(Data extracted from a collection)
::::::

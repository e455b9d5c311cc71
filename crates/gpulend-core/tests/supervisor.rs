//! Executor-side behaviour of the supervisor against the fake backend.

use std::sync::Arc;
use std::time::Duration;

use async_trait::async_trait;
use gpulend_core::fakes::{FakeBackend, Script};
use gpulend_core::supervisor::{SandboxError, Supervisor};
use gpulend_core::transport::{EnvelopeHandler, LocalNetwork, Messenger};
use gpulend_core::wire::{JobOffer, PeerAddress, SignedEnvelope, TerminalReport, WireMessage, WireReply};
use gpulend_core::{
    ErrorClass, JobId, Ledger, MemoryLedger, Outcome, PayloadRef, PeerId, PeerIdentity,
    ResourceRequirement, StaticProbe, SupervisorConfig,
};
use gpulend_ledger::OpenExecution;
use tokio::sync::mpsc;

const REQ: &str = "local://requester";
const EXEC: &str = "local://executor";

/// Requester stand-in that forwards everything it receives.
struct Inbox(mpsc::UnboundedSender<WireMessage>);

#[async_trait]
impl EnvelopeHandler for Inbox {
    async fn handle(&self, envelope: SignedEnvelope) -> WireReply {
        let _ = self.0.send(envelope.open().unwrap());
        WireReply::Ack
    }
}

struct Harness {
    supervisor: Supervisor,
    backend: Arc<FakeBackend>,
    ledger: Arc<MemoryLedger>,
    requester: PeerId,
    inbox: mpsc::UnboundedReceiver<WireMessage>,
}

impl Harness {
    fn new(backend: FakeBackend, config: SupervisorConfig) -> Self {
        let net = LocalNetwork::new();
        let (tx, inbox) = mpsc::unbounded_channel();
        net.register(REQ.into(), Arc::new(Inbox(tx)));
        let messenger = Messenger::new(
            Arc::new(PeerIdentity::from_seed([2u8; 32])),
            net.transport(EXEC.into()),
            Duration::from_secs(1),
        );
        let backend = Arc::new(backend);
        let ledger = Arc::new(MemoryLedger::new());
        let supervisor = Supervisor::new(
            config,
            backend.clone(),
            Arc::new(StaticProbe::gpu("a100", 16_000, 100)),
            ledger.clone(),
            messenger,
        );
        Self {
            supervisor,
            backend,
            ledger,
            requester: PeerIdentity::from_seed([1u8; 32]).peer_id().clone(),
            inbox,
        }
    }

    fn offer(&self, image: &str, vram_mb: u64, budget_secs: u64) -> JobOffer {
        JobOffer {
            job_id: JobId::new(),
            requester: self.requester.clone(),
            reply_to: PeerAddress::from(REQ),
            requirement: ResourceRequirement::vram(vram_mb),
            payload: PayloadRef::image(image),
            time_budget_secs: budget_secs,
        }
    }

    async fn run(&mut self, image: &str, budget_secs: u64) -> (JobId, TerminalReport) {
        let offer = self.offer(image, 1_000, budget_secs);
        let job_id = offer.job_id.clone();
        assert!(self.supervisor.accept(offer).await.is_accept());
        self.supervisor.run(&job_id, &self.requester).await.unwrap();
        (job_id.clone(), self.terminal(&job_id).await)
    }

    async fn terminal(&mut self, job_id: &JobId) -> TerminalReport {
        loop {
            match self.inbox.recv().await.unwrap() {
                WireMessage::Terminal(report) if &report.job_id == job_id => return report,
                _ => continue,
            }
        }
    }
}

fn two_slots() -> SupervisorConfig {
    SupervisorConfig {
        max_concurrent_jobs: 2,
        ..SupervisorConfig::default()
    }
}

#[tokio::test(start_paused = true)]
async fn concurrent_offers_never_oversubscribe() {
    let h = Harness::new(FakeBackend::new(Script::Hang), two_slots());
    // 16 GB free: two 10 GB offers cannot both fit.
    let first = h.offer("img", 10_000, 60);
    let second = h.offer("img", 10_000, 60);
    let (a, b) = tokio::join!(h.supervisor.accept(first), h.supervisor.accept(second));
    assert_eq!([a.is_accept(), b.is_accept()].iter().filter(|x| **x).count(), 1);
    assert_eq!(h.supervisor.active_jobs().await, 1);
}

#[tokio::test(start_paused = true)]
async fn duplicate_offer_is_accepted_without_second_reservation() {
    let h = Harness::new(FakeBackend::new(Script::Hang), two_slots());
    let offer = h.offer("img", 4_000, 60);
    assert!(h.supervisor.accept(offer.clone()).await.is_accept());
    assert!(h.supervisor.accept(offer).await.is_accept());
    assert_eq!(h.supervisor.active_jobs().await, 1);
}

#[tokio::test(start_paused = true)]
async fn headroom_is_judged_against_last_report() {
    let h = Harness::new(FakeBackend::new(Script::Hang), two_slots());
    let mut advertised = h.supervisor.local_capability().await;
    advertised.vram_free_mb = 2_000;
    h.supervisor.note_reported(advertised).await;

    let resp = h.supervisor.accept(h.offer("img", 4_000, 60)).await;
    assert!(!resp.is_accept());
    assert!(resp.reason.unwrap().contains("insufficient vram"));
}

#[tokio::test(start_paused = true)]
async fn unavailable_sandbox_declines() {
    let h = Harness::new(FakeBackend::new(Script::Hang), two_slots());
    h.backend.set_available(false);
    let resp = h.supervisor.accept(h.offer("img", 1_000, 60)).await;
    assert!(!resp.is_accept());
    assert_eq!(h.ledger.open_executions().await.unwrap().len(), 0);
}

#[tokio::test(start_paused = true)]
async fn start_requires_reservation_by_requester() {
    let h = Harness::new(FakeBackend::new(Script::Hang), two_slots());
    let ghost = JobId::from("ghost");
    assert!(matches!(
        h.supervisor.run(&ghost, &h.requester).await,
        Err(SandboxError::NotReserved(_))
    ));

    let offer = h.offer("img", 1_000, 60);
    let job_id = offer.job_id.clone();
    h.supervisor.accept(offer).await;
    assert!(h.supervisor.run(&job_id, &PeerId::from("intruder")).await.is_err());
    h.supervisor.run(&job_id, &h.requester).await.unwrap();
    // repeated start is a no-op
    h.supervisor.run(&job_id, &h.requester).await.unwrap();
    // execution runs on its own task
    tokio::time::sleep(Duration::from_millis(10)).await;
    assert_eq!(h.backend.created().len(), 1);
}

#[tokio::test(start_paused = true)]
async fn unstarted_reservation_expires() {
    let h = Harness::new(FakeBackend::new(Script::Hang), SupervisorConfig::default());
    h.supervisor.accept(h.offer("img", 1_000, 60)).await;
    assert_eq!(h.supervisor.active_jobs().await, 1);
    tokio::time::sleep(Duration::from_secs(31)).await;
    assert_eq!(h.supervisor.active_jobs().await, 0);
    assert!(h.ledger.open_executions().await.unwrap().is_empty());
}

#[tokio::test(start_paused = true)]
async fn every_exit_path_tears_down_once() {
    let backend = FakeBackend::new(Script::succeed(Duration::from_secs(1)))
        .script(
            "fails",
            Script::Fail {
                after: Duration::from_secs(1),
                exit_code: 2,
                stderr: "bad input".into(),
            },
        )
        .script("hangs", Script::Hang)
        .script(
            "greedy",
            Script::ExceedVram {
                after: Duration::from_secs(1),
                vram_mb: 9_000,
            },
        )
        .script("broken", Script::CreateFails);
    let mut h = Harness::new(backend, SupervisorConfig::default());

    let (_, ok) = h.run("ok", 60).await;
    assert_eq!(ok.outcome, Outcome::Succeeded);
    assert!(ok.output_ref.unwrap().starts_with("sha256:"));

    let (_, failed) = h.run("fails", 60).await;
    assert_eq!(
        failed.outcome,
        Outcome::Failed {
            class: ErrorClass::PayloadError
        }
    );

    let (_, timed_out) = h.run("hangs", 5).await;
    assert_eq!(timed_out.outcome, Outcome::TimedOut);

    let (_, violated) = h.run("greedy", 60).await;
    assert_eq!(
        violated.outcome,
        Outcome::Failed {
            class: ErrorClass::ResourceViolation
        }
    );

    let (_, broken) = h.run("broken", 60).await;
    assert_eq!(
        broken.outcome,
        Outcome::Failed {
            class: ErrorClass::SandboxError
        }
    );

    assert_eq!(h.backend.created().len(), 4);
    assert_eq!(h.backend.live_sandboxes(), 0);
    let teardowns = h.backend.teardowns();
    assert_eq!(teardowns.len(), 4);
    assert!(teardowns.values().all(|n| *n == 1));
    assert!(h.ledger.open_executions().await.unwrap().is_empty());
    assert_eq!(h.supervisor.active_jobs().await, 0);
}

#[tokio::test(start_paused = true)]
async fn cancel_is_idempotent() {
    let mut h = Harness::new(FakeBackend::new(Script::Hang), SupervisorConfig::default());
    let offer = h.offer("img", 1_000, 600);
    let job_id = offer.job_id.clone();
    h.supervisor.accept(offer).await;
    h.supervisor.run(&job_id, &h.requester).await.unwrap();
    tokio::time::sleep(Duration::from_secs(1)).await;

    h.supervisor.cancel(&job_id, &h.requester).await;
    h.supervisor.cancel(&job_id, &h.requester).await;
    let report = h.terminal(&job_id).await;
    assert_eq!(report.outcome, Outcome::Cancelled);

    // after the end: no-op
    h.supervisor.cancel(&job_id, &h.requester).await;
    h.supervisor.cancel(&JobId::from("never-seen"), &h.requester).await;
    assert_eq!(h.backend.live_sandboxes(), 0);
}

#[tokio::test(start_paused = true)]
async fn cancel_of_reserved_job_releases_slot() {
    let h = Harness::new(FakeBackend::new(Script::Hang), SupervisorConfig::default());
    let offer = h.offer("img", 1_000, 600);
    let job_id = offer.job_id.clone();
    h.supervisor.accept(offer).await;
    h.supervisor.cancel(&job_id, &h.requester).await;
    assert_eq!(h.supervisor.active_jobs().await, 0);
    assert!(h.backend.created().is_empty());
    // a late duplicate offer for a finished job is refused
    let again = JobOffer {
        job_id,
        ..h.offer("img", 1_000, 600)
    };
    assert!(!h.supervisor.accept(again).await.is_accept());
}

#[tokio::test(start_paused = true)]
async fn progress_pings_flow_while_running() {
    let mut h = Harness::new(
        FakeBackend::new(Script::succeed(Duration::from_secs(7))),
        SupervisorConfig::default(),
    );
    let offer = h.offer("img", 1_000, 60);
    let job_id = offer.job_id.clone();
    h.supervisor.accept(offer).await;
    h.supervisor.run(&job_id, &h.requester).await.unwrap();

    let mut pings = 0;
    loop {
        match h.inbox.recv().await.unwrap() {
            WireMessage::Progress(p) => {
                assert_eq!(p.job_id, job_id);
                assert!(!p.side_effects);
                pings += 1;
            }
            WireMessage::Terminal(t) => {
                assert_eq!(t.outcome, Outcome::Succeeded);
                break;
            }
            other => panic!("unexpected {}", other.kind()),
        }
    }
    // 2 s interval over a 7 s run, first ping at start
    assert!(pings >= 3);
}

#[tokio::test(start_paused = true)]
async fn startup_sweep_removes_orphans() {
    let h = Harness::new(FakeBackend::new(Script::Hang), SupervisorConfig::default());
    let local = PeerIdentity::from_seed([2u8; 32]).peer_id().clone();
    let orphan = JobId::from("orphan-1");
    let gone = JobId::from("orphan-2");
    h.backend.seed_orphan(&orphan);
    for job in [&orphan, &gone] {
        h.ledger
            .open_execution(OpenExecution::new(job.clone(), h.requester.clone(), local.clone()))
            .await
            .unwrap();
    }
    // someone else's mark is left alone
    h.ledger
        .open_execution(OpenExecution::new(
            JobId::from("foreign"),
            h.requester.clone(),
            PeerId::from("other-executor"),
        ))
        .await
        .unwrap();

    let report = h.supervisor.recover_orphans().await.unwrap();
    assert_eq!(report.sandboxes_removed, 1);
    assert_eq!(report.executions_closed, 2);
    assert_eq!(h.backend.live_sandboxes(), 0);
    let open = h.ledger.open_executions().await.unwrap();
    assert_eq!(open.len(), 1);
    assert_eq!(open[0].job_id, JobId::from("foreign"));
}

fn zip_of(path: &std::path::Path, files: &[(&str, &str)]) {
    use std::io::Write;
    let mut zip = zip::ZipWriter::new(std::fs::File::create(path).unwrap());
    for (name, body) in files {
        zip.start_file(*name, zip::write::SimpleFileOptions::default())
            .unwrap();
        zip.write_all(body.as_bytes()).unwrap();
    }
    zip.finish().unwrap();
}

fn zip_names(path: &std::path::Path) -> Vec<String> {
    let archive = zip::ZipArchive::new(std::fs::File::open(path).unwrap()).unwrap();
    let mut names: Vec<String> = archive.file_names().map(str::to_string).collect();
    names.sort();
    names
}

impl Harness {
    async fn run_blob(&mut self, uri: &str) -> (JobId, TerminalReport) {
        let mut offer = self.offer("ignored", 1_000, 60);
        offer.payload = PayloadRef::Blob {
            uri: uri.to_string(),
            command: "python train.py".into(),
        };
        let job_id = offer.job_id.clone();
        assert!(self.supervisor.accept(offer).await.is_accept());
        self.supervisor.run(&job_id, &self.requester).await.unwrap();
        (job_id.clone(), self.terminal(&job_id).await)
    }
}

#[tokio::test]
async fn zip_payload_is_unpacked_and_workspace_returned() {
    let dir = tempfile::tempdir().unwrap();
    let payload = dir.path().join("job.zip");
    zip_of(
        &payload,
        &[("job/train.py", "print('hi')"), ("job/requirements.txt", "numpy\n")],
    );
    let backend = FakeBackend::new(Script::succeed(Duration::from_millis(20)))
        .with_workspaces(dir.path().join("sandboxes"));
    let mut h = Harness::new(backend, SupervisorConfig::default());

    let (job_id, report) = h.run_blob(payload.to_str().unwrap()).await;
    assert_eq!(report.outcome, Outcome::Succeeded);
    let artifact = report.artifact.expect("workspace archive reported");
    assert_eq!(report.output_ref, Some(format!("sha256:{}", artifact.sha256)));
    assert_eq!(artifact.url, None);

    let kept = h.supervisor.artifact(&job_id).await.expect("archive kept");
    assert_eq!(kept.size_bytes, artifact.size_bytes);
    // the lone top-level directory is flattened into /workspace
    assert_eq!(
        zip_names(&kept.path),
        ["requirements.txt", "stdout.log", "train.py"]
    );
}

#[tokio::test]
async fn missing_blob_is_a_payload_error() {
    let dir = tempfile::tempdir().unwrap();
    let backend = FakeBackend::new(Script::succeed(Duration::from_millis(20)))
        .with_workspaces(dir.path());
    let mut h = Harness::new(backend, SupervisorConfig::default());

    let (job_id, report) = h.run_blob("/definitely/not/here.zip").await;
    assert_eq!(
        report.outcome,
        Outcome::Failed {
            class: ErrorClass::PayloadError
        }
    );
    assert!(report.detail.unwrap().contains("payload not found"));
    assert!(report.artifact.is_none());
    assert!(h.supervisor.artifact(&job_id).await.is_none());
}

#[tokio::test]
async fn old_archives_are_deleted_past_the_limit() {
    let dir = tempfile::tempdir().unwrap();
    std::fs::write(dir.path().join("run.sh"), "echo hi").unwrap();
    let backend = FakeBackend::new(Script::succeed(Duration::from_millis(20)))
        .with_workspaces(dir.path().join("sandboxes"));
    let config = SupervisorConfig {
        max_artifacts: 1,
        artifact_base_url: Some("http://10.0.0.2:7070".into()),
        ..SupervisorConfig::default()
    };
    let mut h = Harness::new(backend, config);
    let uri = dir.path().join("run.sh");

    let (first, _) = h.run_blob(uri.to_str().unwrap()).await;
    let first_path = h.supervisor.artifact(&first).await.unwrap().path;
    let (second, report) = h.run_blob(uri.to_str().unwrap()).await;
    assert_eq!(
        report.artifact.unwrap().url.as_deref(),
        Some(format!("http://10.0.0.2:7070/v1/artifacts/{second}").as_str())
    );

    assert!(h.supervisor.artifact(&first).await.is_none());
    assert!(!first_path.exists());
    assert!(h.supervisor.artifact(&second).await.is_some());
}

::::::

▸ Problem to solve
Copy out every line from the records that has the word "other".

▸ Result of this exercise
            other => panic!("unexpected {}", other.kind()),
            PeerId::from("other-executor"),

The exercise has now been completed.